Puedes fracasar de muchas formas, el éxito es complicado y el fracaso también. Conocí a un chico que trabajaba como impresor, hacía serigrafías. Tenía una mujer, hijos, trabajaba a media jornada y luego se dedicaba a la pintura artística. Él decía que había tenido éxito en la vida.
Todo es cuestión de expectativas.
Exacto. Se piensa que un artista de éxito logra mucho dinero, pero a veces se gana mucho dinero, pero no se tiene ningún respeto.
Para usted qué es más importante, ¿el dinero o el respeto?
El respeto, desde luego. El dinero… Si mi objetivo hubiera sido ganar dinero te aseguro que habría ganado mucho más. El precio que están pagando determina tu posición social en el mundo del arte, pero no da una indicación de lo que los demás piensan de ti.
Los retratos de su mujer, Ada del Moro, nacida en el Bronx en 1928, se reparten por su estudio y algunos se podrán ver en Madrid. Dicen que la ha pintado más de 1.000 veces, desde que era una veinteañera a hoy, cumplidos los 90. «No llevo la cuenta, pero tal vez. No me canso de hacerlo, es muy atractiva como modelo. Cambia, no estoy pintando ahora a la misma mujer que hace 30 años. Al principio para mí era como Dora Maar para Picasso, pero con un cuello y unos hombros mejores, aunque Dora tenía mejores ojos», analiza. Se mudó con ella en 1968 a la casa-estudio que aún hoy comparten en el SoHo. «Entonces era una barriada industrial, había incendios todo el rato. Lo llamaban Hell’s Hundred Acres (Los cien acres del infierno). Los artistas empezamos a instalarnos de forma ilegal, el Departamento de Bomberos pensó que eso ayudaría a conservar los edificios y la ciudad hizo una excepción y nos permitió asentarnos allí. Y como los constructores no vinieron con sus grandes moles hoy se ha convertido en uno de los lugares con precios más elevados de la ciudad», explica, consciente de ser uno de los últimos artistas que resisten en la zona.

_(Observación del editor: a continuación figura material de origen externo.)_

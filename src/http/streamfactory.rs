use crate::base::neterror::NetError;
use crate::socket::stream::BoxedSocket;
use crate::socket::tcp::TcpSocket;
use crate::socket::tls::TlsSocket;

/// Creates a fresh, unopened transport for a URL scheme.
pub trait StreamFactory: Send + Sync {
    fn create_socket(&self, scheme: &str) -> Result<BoxedSocket, NetError>;
}

/// `http` → [`TcpSocket`], `https` → [`TlsSocket`]; anything else is
/// [`NetError::UnknownUrlScheme`].
#[derive(Debug, Clone, Copy, Default)]
pub struct HttpStreamFactory;

impl StreamFactory for HttpStreamFactory {
    fn create_socket(&self, scheme: &str) -> Result<BoxedSocket, NetError> {
        match scheme.to_ascii_lowercase().as_str() {
            "http" => Ok(Box::new(TcpSocket::new())),
            "https" => Ok(Box::new(TlsSocket::new())),
            _ => Err(NetError::UnknownUrlScheme(scheme.to_string())),
        }
    }
}

#[cfg(test)]
mod tests {
    use super::*;

    #[test]
    fn test_scheme_dispatch() {
        let factory = HttpStreamFactory;
        assert!(!factory.create_socket("http").unwrap().is_secure());
        assert!(factory.create_socket("HTTPS").unwrap().is_secure());
        assert!(matches!(
            factory.create_socket("ftp"),
            Err(NetError::UnknownUrlScheme(scheme)) if scheme == "ftp"
        ));
    }
}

No se imagina viviendo en otro barrio. Solo sale de su refugio de ladrillos del Downtown para pintar paisajes en Lincolnville (Maine), donde tiene una casita de madera amarilla a la que viaja cada verano. «De mayores, maestros como Picasso o Matisse vivían en el campo. Cuando yo era joven me parecían radicales. Querían alejarse de la civilización, disfrutar de la naturaleza. Eso es lo que yo hago». Pero no entiende Lincolnville sin Manhattan: «Al llegar al campo cuesta deshacerse de la civilización. Tras una semana, la ciudad desaparece y te quedas a solas con tu pintura. Resulta muy agradable. Y después de tres meses es aburrido».